Anti virus



  • Can anyone recommend a anti virus / anti trojan that works with pfsense?  8)



  • ClamD works quite well in pfsense, its integrated in squid3 proxy.



  • @exograpix:

    ClamD works quite well in pfsense, its integrated in squid3 proxy.

    Thanks, how do I do that please?  :) Also once installed  is updating automatic or do I have to log on to web configure as admin and update within web config?



  • Basically you have to install squid3 proxy with support icap. Once you configure squid proxy go to antivirus tab and enable it, save the setting and press save again. It will throw some errors, which are self explanatory, rectify them in conf file and save again.

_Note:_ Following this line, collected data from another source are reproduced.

//! Generate-and-upload pipelines composing the media ports.

use std::sync::Arc;

use cardcraft_core::Result;
use cardcraft_core::file_basename;

use crate::imagegen::ImageProvider;
use crate::speech::SpeechProvider;
use crate::storage::{BlobStore, blob_name_for};
use crate::transcode::{DEFAULT_QUALITY, to_webp};

/// Pixel size used when audio-card backgrounds force portrait.
pub const PORTRAIT_SIZE: &str = "1024x1536";

/// Map a named aspect ratio to a pixel size.
///
/// Unrecognized ratios quietly fall back to square.
pub fn aspect_ratio_size(aspect_ratio: &str) -> &'static str {
    match aspect_ratio.to_lowercase().as_str() {
        "portrait" => "1024x1536",
        "landscape" => "1536x1024",
        _ => "1024x1024",
    }
}

/// The two generation flows behind the media tools.
///
/// Each flow is all-or-nothing: a failed stage aborts the call and nothing
/// is uploaded.
#[derive(Clone)]
pub struct MediaPipeline {
    speech: Arc<dyn SpeechProvider>,
    images: Arc<dyn ImageProvider>,
    store: Arc<dyn BlobStore>,
}

impl MediaPipeline {
    /// Compose a pipeline from the three ports.
    pub fn new(
        speech: Arc<dyn SpeechProvider>,
        images: Arc<dyn ImageProvider>,
        store: Arc<dyn BlobStore>,
    ) -> Self {
        Self {
            speech,
            images,
            store,
        }
    }

    /// Synthesize `text` and upload the audio, returning its public URL.
    ///
    /// Blobs land under `audio/` with an `.mp3` extension; `title` is
    /// normalized to a filename-safe base first.
    pub async fn generate_and_upload_audio(&self, text: &str, title: &str) -> Result<String> {
        let audio = self.speech.synthesize(text).await?;
        let blob_name = blob_name_for(&file_basename(title), "audio", "mp3");
        self.store.upload(&audio, &blob_name).await
    }

    /// Generate an image for `prompt`, re-encode it as WebP, and upload
    /// it, returning its public URL.
    ///
    /// Blobs land under `images/` with a `.webp` extension regardless of
    /// the provider's source format.
    pub async fn generate_and_upload_image(
        &self,
        prompt: &str,
        title: &str,
        size: &str,
        output_format: &str,
    ) -> Result<String> {
        let image = self.images.generate(prompt, size, output_format).await?;
        let webp = to_webp(&image, DEFAULT_QUALITY)?;
        let blob_name = blob_name_for(&file_basename(title), "images", "webp");
        self.store.upload(&webp, &blob_name).await
    }
}
//! Registry-aggregating MCP server served over stdio.

use rmcp::model::{
    CallToolRequestParam, CallToolResult, ErrorData, Implementation, ListToolsResult,
    PaginatedRequestParam, ProtocolVersion, ServerCapabilities, ServerInfo, Tool,
};
use rmcp::service::{RequestContext, RoleServer};
use rmcp::{ServerHandler, ServiceExt};
use serde_json::Value;

use crate::registry::{ToolRegistry, ToolResult};

const INSTRUCTIONS: &str = "Cardcraft exposes course and card authoring for a \
microlearning platform: create courses, add the seven card types, update \
cards, and generate audio narration and images that upload straight to \
storage. Generate media first, then attach the returned URL and provenance \
parameters when creating the card.";

/// MCP server over an ordered set of tool registries.
///
/// `list_tools` concatenates every registry's descriptors; `call_tool` asks
/// each registry in turn until one claims the name.
#[derive(Default)]
pub struct CardcraftServer {
    registries: Vec<Box<dyn ToolRegistry>>,
}

impl CardcraftServer {
    /// Create a server with no registries.
    pub fn new() -> Self {
        Self::default()
    }

    /// Add a tool registry.
    pub fn with_registry(mut self, registry: impl ToolRegistry + 'static) -> Self {
        self.registries.push(Box::new(registry));
        self
    }

    /// Descriptors for every tool across all registries.
    pub fn tools(&self) -> Vec<Tool> {
        self.registries
            .iter()
            .flat_map(|registry| registry.tools())
            .collect()
    }

    /// Dispatch a call to the first registry that claims the name.
    pub fn dispatch(&self, name: &str, args: Value) -> Option<ToolResult> {
        self.registries
            .iter()
            .find_map(|registry| registry.call(name, args.clone()))
    }

    /// Serve MCP over stdin/stdout until the client disconnects.
    pub async fn serve_stdio(self) -> anyhow::Result<()> {
        let service = self.serve(rmcp::transport::stdio()).await?;
        service.waiting().await?;
        Ok(())
    }
}

impl ServerHandler for CardcraftServer {
    fn get_info(&self) -> ServerInfo {
        ServerInfo::new(ServerCapabilities::builder().enable_tools().build())
            .with_protocol_version(ProtocolVersion::V_2024_11_05)
            .with_server_info(Implementation::from_build_env())
            .with_instructions(INSTRUCTIONS.to_string())
    }

    async fn list_tools(
        &self,
        _request: Option<PaginatedRequestParam>,
        _context: RequestContext<RoleServer>,
    ) -> Result<ListToolsResult, ErrorData> {
        Ok(ListToolsResult {
            tools: self.tools(),
            ..Default::default()
        })
    }

    async fn call_tool(
        &self,
        request: CallToolRequestParam,
        _context: RequestContext<RoleServer>,
    ) -> Result<CallToolResult, ErrorData> {
        let args = request
            .arguments
            .map(Value::Object)
            .unwrap_or_else(|| Value::Object(serde_json::Map::new()));

        tracing::debug!(tool = %request.name, "tool call");

        match self.dispatch(&request.name, args) {
            Some(future) => future.await,
            None => Err(ErrorData::invalid_params(
                format!("Unknown tool: {}", request.name),
                None,
            )),
        }
    }
}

    Once errors are gone, you have to wait for getting it updated, which may take sometime. once update is done, icap service will be on anc active, test it with www.eicar.org.

    Enjoy



  • @exograpix:

    Basically you have to install squid3 proxy with support icap. Once you configure squid proxy go to antivirus tab and enable it, save the setting and press save again. It will throw some errors, which are self explanatory, rectify them in conf file and save again.

    Once errors are gone, you have to wait for getting it updated, which may take sometime. once update is done, icap service will be on anc active, test it with www.eicar.org.

    Enjoy

    Thanks.  8)
    How do I "rectify them in conf file "?



  • When you save the antivirus setting again, it will throw some errors on the top,

    1. basically you have to put your host/domain name in the clwarn.cgi url in the first setting.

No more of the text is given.